- _WHAT IS EXPECTED_:
Every line below that holds the string "crate" should be copied out.

..........

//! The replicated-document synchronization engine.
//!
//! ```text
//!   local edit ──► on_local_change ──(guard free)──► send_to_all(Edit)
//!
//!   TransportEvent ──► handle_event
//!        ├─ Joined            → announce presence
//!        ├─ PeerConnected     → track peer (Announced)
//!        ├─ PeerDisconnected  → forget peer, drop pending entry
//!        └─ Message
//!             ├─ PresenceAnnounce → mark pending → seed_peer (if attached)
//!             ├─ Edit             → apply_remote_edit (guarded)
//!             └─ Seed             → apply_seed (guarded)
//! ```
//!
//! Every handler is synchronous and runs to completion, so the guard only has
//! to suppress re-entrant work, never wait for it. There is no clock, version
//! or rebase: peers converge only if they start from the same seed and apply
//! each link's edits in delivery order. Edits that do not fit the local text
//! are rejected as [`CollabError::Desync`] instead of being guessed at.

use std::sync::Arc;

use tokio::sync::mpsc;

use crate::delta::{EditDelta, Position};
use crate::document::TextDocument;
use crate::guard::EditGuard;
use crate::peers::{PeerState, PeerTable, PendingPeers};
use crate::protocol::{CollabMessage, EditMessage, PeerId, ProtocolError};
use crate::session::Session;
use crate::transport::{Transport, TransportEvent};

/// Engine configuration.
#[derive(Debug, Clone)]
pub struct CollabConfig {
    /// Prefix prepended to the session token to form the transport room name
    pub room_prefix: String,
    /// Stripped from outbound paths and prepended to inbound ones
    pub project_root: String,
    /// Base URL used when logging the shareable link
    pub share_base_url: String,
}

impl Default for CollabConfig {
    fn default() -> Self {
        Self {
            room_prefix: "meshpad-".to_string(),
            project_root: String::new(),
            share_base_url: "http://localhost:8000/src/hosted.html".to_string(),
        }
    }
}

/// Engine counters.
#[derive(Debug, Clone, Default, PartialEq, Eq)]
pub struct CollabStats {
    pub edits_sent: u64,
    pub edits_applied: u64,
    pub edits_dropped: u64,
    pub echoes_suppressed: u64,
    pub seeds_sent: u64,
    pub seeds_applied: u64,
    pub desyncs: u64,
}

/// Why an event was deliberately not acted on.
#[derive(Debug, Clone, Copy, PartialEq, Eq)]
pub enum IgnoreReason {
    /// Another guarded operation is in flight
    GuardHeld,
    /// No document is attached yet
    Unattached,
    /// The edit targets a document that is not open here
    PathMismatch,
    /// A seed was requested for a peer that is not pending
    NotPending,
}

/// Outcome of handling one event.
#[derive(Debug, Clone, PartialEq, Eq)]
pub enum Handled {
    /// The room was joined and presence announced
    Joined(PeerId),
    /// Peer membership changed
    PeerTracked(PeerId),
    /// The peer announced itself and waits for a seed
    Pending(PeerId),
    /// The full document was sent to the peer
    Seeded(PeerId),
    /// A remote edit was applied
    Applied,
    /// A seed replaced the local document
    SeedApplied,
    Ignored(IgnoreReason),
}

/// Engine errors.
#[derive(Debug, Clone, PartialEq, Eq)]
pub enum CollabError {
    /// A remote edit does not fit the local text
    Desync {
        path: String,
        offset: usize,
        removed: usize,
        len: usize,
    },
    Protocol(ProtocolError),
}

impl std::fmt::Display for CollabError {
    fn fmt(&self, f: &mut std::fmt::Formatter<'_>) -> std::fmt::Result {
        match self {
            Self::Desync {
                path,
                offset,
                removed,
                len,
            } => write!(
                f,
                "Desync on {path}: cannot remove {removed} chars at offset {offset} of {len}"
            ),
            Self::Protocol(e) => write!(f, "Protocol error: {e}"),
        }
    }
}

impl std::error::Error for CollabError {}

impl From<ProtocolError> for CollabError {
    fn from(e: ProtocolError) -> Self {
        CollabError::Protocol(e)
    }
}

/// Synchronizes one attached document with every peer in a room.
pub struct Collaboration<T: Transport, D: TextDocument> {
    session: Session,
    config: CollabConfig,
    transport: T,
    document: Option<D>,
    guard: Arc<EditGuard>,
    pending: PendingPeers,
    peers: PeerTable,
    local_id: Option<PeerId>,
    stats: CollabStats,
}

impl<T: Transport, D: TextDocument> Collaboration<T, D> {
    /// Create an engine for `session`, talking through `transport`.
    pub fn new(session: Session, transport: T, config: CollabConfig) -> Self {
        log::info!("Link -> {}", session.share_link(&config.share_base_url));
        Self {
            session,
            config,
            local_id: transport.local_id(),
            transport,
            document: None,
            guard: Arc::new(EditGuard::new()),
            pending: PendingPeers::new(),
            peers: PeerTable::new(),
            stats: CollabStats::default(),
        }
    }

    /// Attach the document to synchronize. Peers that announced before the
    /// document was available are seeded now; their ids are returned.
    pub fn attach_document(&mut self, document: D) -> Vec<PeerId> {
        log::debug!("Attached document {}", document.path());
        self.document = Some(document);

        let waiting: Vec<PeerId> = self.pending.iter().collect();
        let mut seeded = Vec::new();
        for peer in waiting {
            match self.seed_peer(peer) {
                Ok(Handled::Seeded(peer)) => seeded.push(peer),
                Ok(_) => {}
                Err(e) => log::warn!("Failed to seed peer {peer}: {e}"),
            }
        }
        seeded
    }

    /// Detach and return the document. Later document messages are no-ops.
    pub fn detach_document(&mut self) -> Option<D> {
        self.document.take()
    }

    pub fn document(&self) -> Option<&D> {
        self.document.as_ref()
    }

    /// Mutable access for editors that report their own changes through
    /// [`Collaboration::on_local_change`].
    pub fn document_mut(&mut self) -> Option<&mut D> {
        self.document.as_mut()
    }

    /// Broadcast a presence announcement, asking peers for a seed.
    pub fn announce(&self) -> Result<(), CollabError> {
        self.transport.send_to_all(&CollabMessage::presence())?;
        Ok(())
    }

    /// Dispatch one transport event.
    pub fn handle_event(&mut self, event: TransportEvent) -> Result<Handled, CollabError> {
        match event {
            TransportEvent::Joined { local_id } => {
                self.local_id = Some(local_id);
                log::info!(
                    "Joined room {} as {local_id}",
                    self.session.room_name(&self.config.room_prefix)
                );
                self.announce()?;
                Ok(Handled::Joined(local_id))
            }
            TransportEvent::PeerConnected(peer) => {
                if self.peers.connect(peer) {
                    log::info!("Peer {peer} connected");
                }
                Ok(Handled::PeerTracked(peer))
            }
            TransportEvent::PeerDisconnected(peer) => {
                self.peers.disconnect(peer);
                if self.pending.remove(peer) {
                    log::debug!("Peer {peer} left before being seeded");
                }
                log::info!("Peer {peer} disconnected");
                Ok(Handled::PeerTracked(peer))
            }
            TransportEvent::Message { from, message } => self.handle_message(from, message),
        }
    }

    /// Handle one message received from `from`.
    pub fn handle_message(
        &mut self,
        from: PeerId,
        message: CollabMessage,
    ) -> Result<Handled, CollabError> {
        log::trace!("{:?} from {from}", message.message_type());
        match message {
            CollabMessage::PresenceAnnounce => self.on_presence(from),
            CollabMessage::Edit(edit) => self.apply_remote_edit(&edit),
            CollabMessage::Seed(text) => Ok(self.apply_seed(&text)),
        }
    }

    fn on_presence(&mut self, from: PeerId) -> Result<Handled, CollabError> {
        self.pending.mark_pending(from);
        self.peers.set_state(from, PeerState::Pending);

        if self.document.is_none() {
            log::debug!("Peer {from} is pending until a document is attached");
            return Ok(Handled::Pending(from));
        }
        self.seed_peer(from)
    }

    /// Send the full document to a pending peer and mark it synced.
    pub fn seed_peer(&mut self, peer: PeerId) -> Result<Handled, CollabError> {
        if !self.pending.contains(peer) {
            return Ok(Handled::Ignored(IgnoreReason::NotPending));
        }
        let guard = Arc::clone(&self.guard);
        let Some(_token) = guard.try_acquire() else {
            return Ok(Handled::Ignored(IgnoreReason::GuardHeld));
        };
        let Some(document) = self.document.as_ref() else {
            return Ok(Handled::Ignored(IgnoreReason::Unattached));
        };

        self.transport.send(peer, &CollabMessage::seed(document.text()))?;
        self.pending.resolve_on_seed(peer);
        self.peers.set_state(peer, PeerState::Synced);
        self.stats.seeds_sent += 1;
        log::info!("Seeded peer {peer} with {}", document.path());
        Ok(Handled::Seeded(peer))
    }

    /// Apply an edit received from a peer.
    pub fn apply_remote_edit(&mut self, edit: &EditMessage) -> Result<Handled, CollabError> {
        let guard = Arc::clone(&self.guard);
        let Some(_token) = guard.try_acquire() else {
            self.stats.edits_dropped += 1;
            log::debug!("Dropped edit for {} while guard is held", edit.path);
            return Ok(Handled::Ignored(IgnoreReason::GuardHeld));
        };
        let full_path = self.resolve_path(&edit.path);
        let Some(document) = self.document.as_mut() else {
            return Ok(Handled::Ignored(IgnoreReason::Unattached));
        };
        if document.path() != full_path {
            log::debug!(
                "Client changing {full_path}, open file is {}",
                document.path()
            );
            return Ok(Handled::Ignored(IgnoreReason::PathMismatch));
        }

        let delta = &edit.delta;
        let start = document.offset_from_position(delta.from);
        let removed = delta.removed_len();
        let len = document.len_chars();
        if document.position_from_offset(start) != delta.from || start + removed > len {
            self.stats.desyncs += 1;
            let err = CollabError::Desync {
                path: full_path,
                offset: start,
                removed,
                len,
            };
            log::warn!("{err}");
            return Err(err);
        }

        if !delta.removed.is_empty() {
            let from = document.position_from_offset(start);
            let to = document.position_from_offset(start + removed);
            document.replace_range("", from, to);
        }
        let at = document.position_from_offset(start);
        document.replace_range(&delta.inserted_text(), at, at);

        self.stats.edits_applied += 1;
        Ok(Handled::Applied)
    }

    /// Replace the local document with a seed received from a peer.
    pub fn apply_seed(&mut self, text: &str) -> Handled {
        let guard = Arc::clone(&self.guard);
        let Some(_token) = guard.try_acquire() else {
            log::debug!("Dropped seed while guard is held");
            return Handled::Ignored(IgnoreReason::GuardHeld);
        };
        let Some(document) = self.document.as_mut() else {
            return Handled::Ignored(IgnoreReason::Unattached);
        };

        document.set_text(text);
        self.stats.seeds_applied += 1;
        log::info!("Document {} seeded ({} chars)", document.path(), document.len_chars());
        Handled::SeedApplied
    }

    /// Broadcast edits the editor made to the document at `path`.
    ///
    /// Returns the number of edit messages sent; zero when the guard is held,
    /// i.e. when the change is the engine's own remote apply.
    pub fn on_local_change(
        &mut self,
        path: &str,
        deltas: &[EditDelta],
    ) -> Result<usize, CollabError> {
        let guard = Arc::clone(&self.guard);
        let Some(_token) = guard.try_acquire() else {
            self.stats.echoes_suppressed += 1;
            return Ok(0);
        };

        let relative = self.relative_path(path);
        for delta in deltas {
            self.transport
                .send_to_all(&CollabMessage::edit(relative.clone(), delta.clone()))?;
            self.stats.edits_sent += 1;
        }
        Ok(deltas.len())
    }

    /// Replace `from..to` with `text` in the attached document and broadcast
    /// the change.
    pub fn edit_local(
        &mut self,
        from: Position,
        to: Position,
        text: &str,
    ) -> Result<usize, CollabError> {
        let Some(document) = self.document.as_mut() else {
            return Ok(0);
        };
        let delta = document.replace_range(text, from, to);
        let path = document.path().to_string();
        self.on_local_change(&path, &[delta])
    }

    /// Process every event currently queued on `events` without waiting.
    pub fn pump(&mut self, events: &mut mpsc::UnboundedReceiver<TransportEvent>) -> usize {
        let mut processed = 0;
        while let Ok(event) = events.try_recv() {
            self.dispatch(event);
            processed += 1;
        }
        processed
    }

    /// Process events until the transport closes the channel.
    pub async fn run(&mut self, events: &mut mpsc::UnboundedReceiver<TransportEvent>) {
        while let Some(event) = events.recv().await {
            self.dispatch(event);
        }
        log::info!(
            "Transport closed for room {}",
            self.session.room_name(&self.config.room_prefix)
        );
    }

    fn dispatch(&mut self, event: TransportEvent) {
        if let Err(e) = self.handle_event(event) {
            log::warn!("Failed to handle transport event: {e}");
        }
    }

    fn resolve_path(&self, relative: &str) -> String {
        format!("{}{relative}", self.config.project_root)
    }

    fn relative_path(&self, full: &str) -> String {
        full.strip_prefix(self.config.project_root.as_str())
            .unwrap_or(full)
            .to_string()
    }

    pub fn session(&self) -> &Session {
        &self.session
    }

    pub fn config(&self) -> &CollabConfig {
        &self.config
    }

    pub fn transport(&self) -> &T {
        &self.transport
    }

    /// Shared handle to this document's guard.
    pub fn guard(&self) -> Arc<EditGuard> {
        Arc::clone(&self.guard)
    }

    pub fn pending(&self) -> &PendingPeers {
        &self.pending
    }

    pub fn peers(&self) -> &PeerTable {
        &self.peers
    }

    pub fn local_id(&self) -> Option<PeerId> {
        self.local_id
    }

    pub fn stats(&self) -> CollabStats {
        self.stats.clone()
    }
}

..........

- _ANSWER BELOW_:
use crate::delta::{EditDelta, Position};
use crate::document::TextDocument;
use crate::guard::EditGuard;
use crate::peers::{PeerState, PeerTable, PendingPeers};
use crate::protocol::{CollabMessage, EditMessage, PeerId, ProtocolError};
use crate::session::Session;
use crate::transport::{Transport, TransportEvent};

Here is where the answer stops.